• _Work required_:
Restate all the data word for word, leaving nothing out.

• _Collected data entries_:

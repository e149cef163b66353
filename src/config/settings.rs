//! Store configuration for Touchline
//!
//! The named tunables of the persistence layer. Every field has a default so a
//! partial or missing `config.json` still yields a usable configuration.

use std::time::Duration;

use serde::{Deserialize, Serialize};

use super::paths::TouchlinePaths;
use crate::error::TouchlineError;

/// Which physical storage technology backs the entity collections
#[derive(Debug, Clone, Copy, PartialEq, Eq, Serialize, Deserialize, Default)]
#[serde(rename_all = "lowercase")]
pub enum BackendKind {
    /// One JSON file per storage key under the data directory
    #[default]
    File,
    /// Process memory only; nothing survives a restart
    Memory,
}

/// Tunables for locking, migration and backups
#[derive(Debug, Clone, Serialize, Deserialize)]
pub struct StoreConfig {
    /// Schema version for migration support
    #[serde(default = "default_schema_version")]
    pub schema_version: u32,

    /// Ceiling on how long a caller waits for a key lock
    #[serde(default = "default_lock_timeout_ms")]
    pub lock_timeout_ms: u64,

    /// How many times `run_with_retry` attempts a migration
    #[serde(default = "default_migration_retry_count")]
    pub migration_retry_count: u32,

    #[serde(default)]
    pub backend: BackendKind,

    /// Number of export files kept in the backup directory
    #[serde(default = "default_backup_retention")]
    pub backup_retention: u32,
}

fn default_schema_version() -> u32 {
    1
}

fn default_lock_timeout_ms() -> u64 {
    10_000
}

fn default_migration_retry_count() -> u32 {
    3
}

fn default_backup_retention() -> u32 {
    10
}

impl Default for StoreConfig {
    fn default() -> Self {
        Self {
            schema_version: default_schema_version(),
            lock_timeout_ms: default_lock_timeout_ms(),
            migration_retry_count: default_migration_retry_count(),
            backend: BackendKind::default(),
            backup_retention: default_backup_retention(),
        }
    }
}

impl StoreConfig {
    pub fn lock_timeout(&self) -> Duration {
        Duration::from_millis(self.lock_timeout_ms)
    }

    /// Load the configuration from disk, or the defaults if the file doesn't exist
    pub fn load_or_create(paths: &TouchlinePaths) -> Result<Self, TouchlineError> {
        let config_path = paths.config_file();

        if config_path.exists() {
            let contents = std::fs::read_to_string(&config_path).map_err(|e| {
                TouchlineError::Io(format!("Failed to read config file: {}", e))
            })?;

            let config: StoreConfig = serde_json::from_str(&contents).map_err(|e| {
                TouchlineError::Config(format!("Failed to parse config file: {}", e))
            })?;

            config.validate()?;
            Ok(config)
        } else {
            // Don't save yet - let caller decide when to persist
            Ok(StoreConfig::default())
        }
    }

    /// Save the configuration to disk
    pub fn save(&self, paths: &TouchlinePaths) -> Result<(), TouchlineError> {
        self.validate()?;
        paths.ensure_directories()?;

        let contents = serde_json::to_string_pretty(self).map_err(|e| {
            TouchlineError::Config(format!("Failed to serialize config: {}", e))
        })?;

        std::fs::write(paths.config_file(), contents)
            .map_err(|e| TouchlineError::Io(format!("Failed to write config file: {}", e)))?;

        Ok(())
    }

    fn validate(&self) -> Result<(), TouchlineError> {
        if self.lock_timeout_ms == 0 {
            return Err(TouchlineError::Config(
                "lock_timeout_ms must be greater than zero".into(),
            ));
        }
        if self.migration_retry_count == 0 {
            return Err(TouchlineError::Config(
                "migration_retry_count must be at least 1".into(),
            ));
        }
        Ok(())
    }
}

• _Exercise response_:
repository e149cef163b66353
filename src/config/settings.rs
//! Store configuration for Touchline
//!
//! The named tunables of the persistence layer. Every field has a default so a
//! partial or missing `config.json` still yields a usable configuration.

use std::time::Duration;

use serde::{Deserialize, Serialize};

use super::paths::TouchlinePaths;
use crate::error::TouchlineError;

/// Which physical storage technology backs the entity collections
#[derive(Debug, Clone, Copy, PartialEq, Eq, Serialize, Deserialize, Default)]
#[serde(rename_all = "lowercase")]
pub enum BackendKind {
    /// One JSON file per storage key under the data directory
    #[default]
    File,
    /// Process memory only; nothing survives a restart
    Memory,
}

/// Tunables for locking, migration and backups
#[derive(Debug, Clone, Serialize, Deserialize)]
pub struct StoreConfig {
    /// Schema version for migration support
    #[serde(default = "default_schema_version")]
    pub schema_version: u32,

    /// Ceiling on how long a caller waits for a key lock
    #[serde(default = "default_lock_timeout_ms")]
    pub lock_timeout_ms: u64,

    /// How many times `run_with_retry` attempts a migration
    #[serde(default = "default_migration_retry_count")]
    pub migration_retry_count: u32,

    #[serde(default)]
    pub backend: BackendKind,

    /// Number of export files kept in the backup directory
    #[serde(default = "default_backup_retention")]
    pub backup_retention: u32,
}

fn default_schema_version() -> u32 {
    1
}

fn default_lock_timeout_ms() -> u64 {
    10_000
}

fn default_migration_retry_count() -> u32 {
    3
}

fn default_backup_retention() -> u32 {
    10
}

impl Default for StoreConfig {
    fn default() -> Self {
        Self {
            schema_version: default_schema_version(),
            lock_timeout_ms: default_lock_timeout_ms(),
            migration_retry_count: default_migration_retry_count(),
            backend: BackendKind::default(),
            backup_retention: default_backup_retention(),
        }
    }
}

impl StoreConfig {
    pub fn lock_timeout(&self) -> Duration {
        Duration::from_millis(self.lock_timeout_ms)
    }

    /// Load the configuration from disk, or the defaults if the file doesn't exist
    pub fn load_or_create(paths: &TouchlinePaths) -> Result<Self, TouchlineError> {
        let config_path = paths.config_file();

        if config_path.exists() {
            let contents = std::fs::read_to_string(&config_path).map_err(|e| {
                TouchlineError::Io(format!("Failed to read config file: {}", e))
            })?;

            let config: StoreConfig = serde_json::from_str(&contents).map_err(|e| {
                TouchlineError::Config(format!("Failed to parse config file: {}", e))
            })?;

            config.validate()?;
            Ok(config)
        } else {
            // Don't save yet - let caller decide when to persist
            Ok(StoreConfig::default())
        }
    }

    /// Save the configuration to disk
    pub fn save(&self, paths: &TouchlinePaths) -> Result<(), TouchlineError> {
        self.validate()?;
        paths.ensure_directories()?;

        let contents = serde_json::to_string_pretty(self).map_err(|e| {
            TouchlineError::Config(format!("Failed to serialize config: {}", e))
        })?;

        std::fs::write(paths.config_file(), contents)
            .map_err(|e| TouchlineError::Io(format!("Failed to write config file: {}", e)))?;

        Ok(())
    }

    fn validate(&self) -> Result<(), TouchlineError> {
        if self.lock_timeout_ms == 0 {
            return Err(TouchlineError::Config(
                "lock_timeout_ms must be greater than zero".into(),
            ));
        }
        if self.migration_retry_count == 0 {
            return Err(TouchlineError::Config(
                "migration_retry_count must be at least 1".into(),
            ));
        }
        Ok(())
    }
}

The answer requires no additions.